Chanting, “Money ain’t speech, corporations aren’t people!” and “We are the 99 percent!” around 425 protesters were arrested Monday in a mass sit-in on the steps of the Capitol building in Washington, D.C., and more have returned to face arrest Tuesday. The demonstration, called Democracy Spring, is advocating a set of reforms the organizers have dubbed the “democracy movement,” demanding Congress amend campaign finance laws and restore the Voting Rights Act, among other actions. For about five hours under the windy shadow of the looming Rotunda, at least eight police buses roll across the sandstone Capitol plaza to haul away the last of the peaceful protesters, where participants — some costumed in green dollar-bill suits and Lady Liberty garb — have overwhelmed a Capitol Police processing center, sending protesters to a nearby overflow facility.
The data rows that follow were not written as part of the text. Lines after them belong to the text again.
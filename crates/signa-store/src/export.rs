//! Import/export document format
//!
//! The interchange document is `{ schema: 1, exportedAt, samples: [...] }`.
//! Import also accepts a bare array of sample records. Imported ids are
//! always re-generated by the store; a malformed payload fails the whole
//! import before anything is written.

use std::time::{SystemTime, UNIX_EPOCH};

use serde::{Deserialize, Serialize};

use signa_core::{
    FeatureVector, FrameTime, Label, Landmark, Sample, SampleId, SampleMeta, SignaError,
    SignaResult,
};

use crate::{SampleBackend, SampleStore};

/// Current interchange schema version
pub const EXPORT_SCHEMA: u32 = 1;

/// A raw landmark point as serialized; depth is optional
#[derive(Debug, Clone, Serialize, Deserialize)]
pub struct PointRecord {
    pub x: f32,
    pub y: f32,
    #[serde(default)]
    pub z: f32,
}

/// Capture metadata as serialized
#[derive(Debug, Clone, Serialize, Deserialize)]
pub struct MetaRecord {
    /// Capture wall-clock time, unix milliseconds
    pub timestamp: i64,
    #[serde(default, skip_serializing_if = "Option::is_none")]
    pub landmarks: Option<Vec<PointRecord>>,
}

/// One sample as serialized. Export writes the store id; import ignores it.
#[derive(Debug, Clone, Serialize, Deserialize)]
pub struct SampleRecord {
    #[serde(default, skip_serializing_if = "Option::is_none")]
    pub id: Option<u64>,
    pub label: String,
    pub vector: Vec<f32>,
    #[serde(default)]
    pub meta: Option<MetaRecord>,
}

/// The export document shape
#[derive(Debug, Clone, Serialize, Deserialize)]
pub struct ExportDocument {
    pub schema: u32,
    #[serde(rename = "exportedAt")]
    pub exported_at: i64,
    pub samples: Vec<SampleRecord>,
}

impl SampleRecord {
    pub fn from_sample(sample: &Sample) -> Self {
        SampleRecord {
            id: Some(sample.id.as_u64()),
            label: sample.label.as_str().to_string(),
            vector: sample.vector.as_slice().to_vec(),
            meta: sample.meta.as_ref().map(|m| MetaRecord {
                timestamp: m.captured_at.as_millis(),
                landmarks: m.landmarks.as_ref().map(|lms| {
                    lms.iter()
                        .map(|p| PointRecord {
                            x: p.x,
                            y: p.y,
                            z: p.z,
                        })
                        .collect()
                }),
            }),
        }
    }

    /// Rebuild a stored sample, id included. Used by file backends reading
    /// their own tables, where a missing id means corruption.
    pub(crate) fn into_sample(self) -> SignaResult<Sample> {
        let id = self
            .id
            .ok_or_else(|| SignaError::Storage("sample record missing id".to_string()))?;
        let (label, vector, meta) = self
            .into_parts()
            .map_err(SignaError::Storage)?;
        Ok(Sample {
            id: SampleId::new(id),
            label,
            vector,
            meta,
        })
    }

    /// Split an imported record into store-insertable parts, dropping the id
    fn into_parts(self) -> Result<(Label, FeatureVector, Option<SampleMeta>), String> {
        let label = Label::new(self.label).map_err(|_| "empty label".to_string())?;
        let vector = FeatureVector::new(self.vector);
        let meta = self.meta.map(|m| SampleMeta {
            captured_at: FrameTime::from_millis(m.timestamp),
            landmarks: m.landmarks.map(|lms| {
                lms.into_iter()
                    .map(|p| Landmark::new(p.x, p.y, p.z))
                    .collect()
            }),
        });
        Ok((label, vector, meta))
    }
}

impl ExportDocument {
    pub fn to_json_pretty(&self) -> SignaResult<String> {
        serde_json::to_string_pretty(self).map_err(|e| SignaError::Storage(e.to_string()))
    }
}

#[derive(Deserialize)]
#[serde(untagged)]
enum ImportPayload {
    Document(ExportDocument),
    Bare(Vec<SampleRecord>),
}

/// Current wall-clock time in unix milliseconds
pub fn unix_millis() -> i64 {
    SystemTime::now()
        .duration_since(UNIX_EPOCH)
        .map(|d| d.as_millis() as i64)
        .unwrap_or(0)
}

/// Dump the durable store verbatim (after a full scan), ids included
pub async fn export_document<B: SampleBackend>(
    store: &SampleStore<B>,
) -> SignaResult<ExportDocument> {
    let samples = store.get_all().await?;
    Ok(ExportDocument {
        schema: EXPORT_SCHEMA,
        exported_at: unix_millis(),
        samples: samples.iter().map(SampleRecord::from_sample).collect(),
    })
}

/// Parse and validate an import payload without touching any store.
///
/// Accepts the document shape (schema must match) or a bare array of sample
/// records. The entire payload is validated before anything is returned, so
/// a malformed record anywhere fails the whole import.
pub fn parse_import(json: &str) -> SignaResult<Vec<(Label, FeatureVector, Option<SampleMeta>)>> {
    let payload: ImportPayload =
        serde_json::from_str(json).map_err(|e| SignaError::MalformedImport(e.to_string()))?;

    let records = match payload {
        ImportPayload::Document(doc) => {
            if doc.schema != EXPORT_SCHEMA {
                return Err(SignaError::MalformedImport(format!(
                    "unsupported schema {}",
                    doc.schema
                )));
            }
            doc.samples
        }
        ImportPayload::Bare(records) => records,
    };

    records
        .into_iter()
        .enumerate()
        .map(|(i, record)| {
            record
                .into_parts()
                .map_err(|e| SignaError::MalformedImport(format!("sample {}: {}", i, e)))
        })
        .collect()
}

/// Replace the store's contents with an import payload.
///
/// All-or-nothing: parsing failures leave the prior store untouched. Ids
/// are re-assigned by the store. Returns the number of imported samples.
pub async fn import_samples<B: SampleBackend>(
    store: &SampleStore<B>,
    json: &str,
) -> SignaResult<usize> {
    let parsed = parse_import(json)?;
    let count = parsed.len();

    store.replace_all(parsed).await?;
    store.reload().await?;

    tracing::debug!("imported {} samples", count);
    Ok(count)
}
Police records suggest Monday was the largest spate of mass arrests in at least a decade at the U.S. Capitol, and close observers of Washington activism say it may have been the largest since the Vietnam War.
If movement organizers have their way, there will be more. The event is mobilizing a week of sit-ins at the Capitol building — over 3,500 have pledged to be arrested — in what organizers hope will become a series of intensifying waves of protest meant to highlight the influence of money in politics. In an election cycle that’s already seen Black Lives Matter and other protesters change the conversation among candidates, Democracy Spring is billing itself as 2016’s first full-stage activist production. Organizers tell Rolling Stone they think they’ve deciphered a riddle that’s long vexed left-wing activists: a way to succeed where another historic protest, Occupy Wall Street, supposedly failed.
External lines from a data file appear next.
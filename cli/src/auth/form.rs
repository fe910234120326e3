//! Request bodies and URLs sent to the OAuth server.
//!
//! Bodies are `application/x-www-form-urlencoded` pairs. Values are
//! percent-encoded by the transport, so secrets or scopes containing `&`
//! or `=` cannot corrupt a request.

use url::Url;

use crate::auth::flow::{Credentials, FlowConfig};

/// Ordered form fields for one request.
pub type Form = Vec<(&'static str, String)>;

/// Fields that start an authorization: the device-code request body, or
/// the browser authorization query.
pub fn authorization_request(credentials: &Credentials, flow: &FlowConfig, state: Option<&str>) -> Form {
    let mut form: Form = vec![("client_id", credentials.client_id.as_str().to_owned())];

    if !flow.scope.is_empty() {
        form.push(("scope", flow.scope.clone()));
    }
    if !flow.login_hint.is_empty() {
        form.push(("login_hint", flow.login_hint.clone()));
    }
    if !flow.response_type.is_empty() {
        form.push(("response_type", flow.response_type.clone()));
    }
    if let Some(redirect_uri) = &flow.redirect_uri {
        form.push(("redirect_uri", redirect_uri.to_string()));
    }
    if let Some(state) = state.filter(|s| !s.is_empty()) {
        form.push(("state", state.to_string()));
    }

    form
}

/// Browser URL for the authorization-code flow.
pub fn authorization_url(credentials: &Credentials, flow: &FlowConfig, state: Option<&str>) -> Url {
    let mut url = flow.authorization_url.clone();
    url.query_pairs_mut()
        .extend_pairs(authorization_request(credentials, flow, state));
    url
}

/// Device-code poll body.
pub fn device_poll_request(credentials: &Credentials, flow: &FlowConfig, device_code: &str) -> Form {
    let mut form = client_authentication(credentials);
    form.push(("device_code", device_code.to_string()));
    form.push(("grant_type", flow.poll_grant_type().to_string()));
    form
}

/// Authorization-code exchange body.
pub fn code_exchange_request(credentials: &Credentials, flow: &FlowConfig, code: &str) -> Form {
    let mut form = client_authentication(credentials);
    form.push(("code", code.to_string()));
    form.push(("grant_type", flow.grant_type.clone()));
    if let Some(redirect_uri) = &flow.redirect_uri {
        form.push(("redirect_uri", redirect_uri.to_string()));
    }
    form
}

/// Refresh-token grant body.
pub fn refresh_request(credentials: &Credentials, refresh_token: &str) -> Form {
    let mut form = client_authentication(credentials);
    form.push(("refresh_token", refresh_token.to_string()));
    form.push(("grant_type", "refresh_token".to_string()));
    form
}

fn client_authentication(credentials: &Credentials) -> Form {
    vec![
        ("client_id", credentials.client_id.as_str().to_owned()),
        ("client_secret", credentials.client_secret.secret().clone()),
    ]
}

#[cfg(test)]
mod tests {
    use super::*;

    fn creds() -> Credentials {
        Credentials::new("my-id", "my&secret")
    }

    fn flow() -> FlowConfig {
        FlowConfig::new(
            Url::parse("https://auth.example.com/device").unwrap(),
            Url::parse("https://auth.example.com/poll").unwrap(),
            Url::parse("https://auth.example.com/token").unwrap(),
        )
    }

    fn keys(form: &Form) -> Vec<&'static str> {
        form.iter().map(|(k, _)| *k).collect()
    }

    #[test]
    fn authorization_request_skips_empty_optionals() {
        let form = authorization_request(&creds(), &flow(), None);
        assert_eq!(form, vec![("client_id", "my-id".to_string())]);
    }

    #[test]
    fn authorization_request_orders_all_fields() {
        let mut f = flow();
        f.scope = "repo read:user".to_string();
        f.login_hint = "octocat".to_string();
        f.response_type = "code".to_string();
        f.redirect_uri = Some(Url::parse("http://localhost:8080/cb").unwrap());

        let form = authorization_request(&creds(), &f, Some("k3y"));
        assert_eq!(
            keys(&form),
            vec!["client_id", "scope", "login_hint", "response_type", "redirect_uri", "state"]
        );
        assert_eq!(form[5].1, "k3y");
    }

    #[test]
    fn authorization_url_percent_encodes_values() {
        let mut f = flow();
        f.scope = "a&b c".to_string();

        let url = authorization_url(&creds(), &f, None);
        assert_eq!(
            url.as_str(),
            "https://auth.example.com/device?client_id=my-id&scope=a%26b+c"
        );
    }

    #[test]
    fn device_poll_uses_poll_grant_type() {
        let form = device_poll_request(&creds(), &flow(), "D1");
        assert_eq!(
            form,
            vec![
                ("client_id", "my-id".to_string()),
                ("client_secret", "my&secret".to_string()),
                ("device_code", "D1".to_string()),
                (
                    "grant_type",
                    "urn:ietf:params:oauth:grant-type:device_code".to_string()
                ),
            ]
        );
    }

    #[test]
    fn code_exchange_includes_redirect_uri() {
        let mut f = flow();
        f.redirect_uri = Some(Url::parse("http://127.0.0.1:9000/").unwrap());

        let form = code_exchange_request(&creds(), &f, "C1");
        assert_eq!(
            keys(&form),
            vec!["client_id", "client_secret", "code", "grant_type", "redirect_uri"]
        );
        assert_eq!(form[3].1, "authorization_code");
        assert_eq!(form[4].1, "http://127.0.0.1:9000/");
    }

    #[test]
    fn refresh_request_uses_refresh_grant() {
        let form = refresh_request(&creds(), "R1");
        assert_eq!(form[2], ("refresh_token", "R1".to_string()));
        assert_eq!(form[3], ("grant_type", "refresh_token".to_string()));
    }
}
“This is the beginning of the end for corruption and inequality in our democracy,” says Kai Newkirk, one of the movement’s leaders, speaking by phone from behind a police cordon, where reporters are barred from access under threat of arrest. Newkirk has spent the last few years campaigning against moneyed interests in American politics, once confronting Supreme Court justices inside the Court before being hauled away. “Occupy is a part of the tradition that we’re following, although that tradition goes back much further,” Newkirk continues, adding, “This is a movement that turns the tide on issues of political inequality, in the way that Occupy did for economic inequality.”
The demonstration is meant to highlight four bills already before Congress, Newkirk says, a departure from an Occupy culture often criticized for lack of focus and concrete goals. Two involve campaign finance — expanding public financing for federal campaigns, and a constitutional amendment to overturn the Citizens United decision, a deeply unpopular Supreme Court ruling that granted First-Amendment rights to corporations. The other two bills would end gerrymandering — the practice of drawing congressional districts to favor political parties — and restore the Voting Rights Act, also struck down by the Supreme Court in recent years.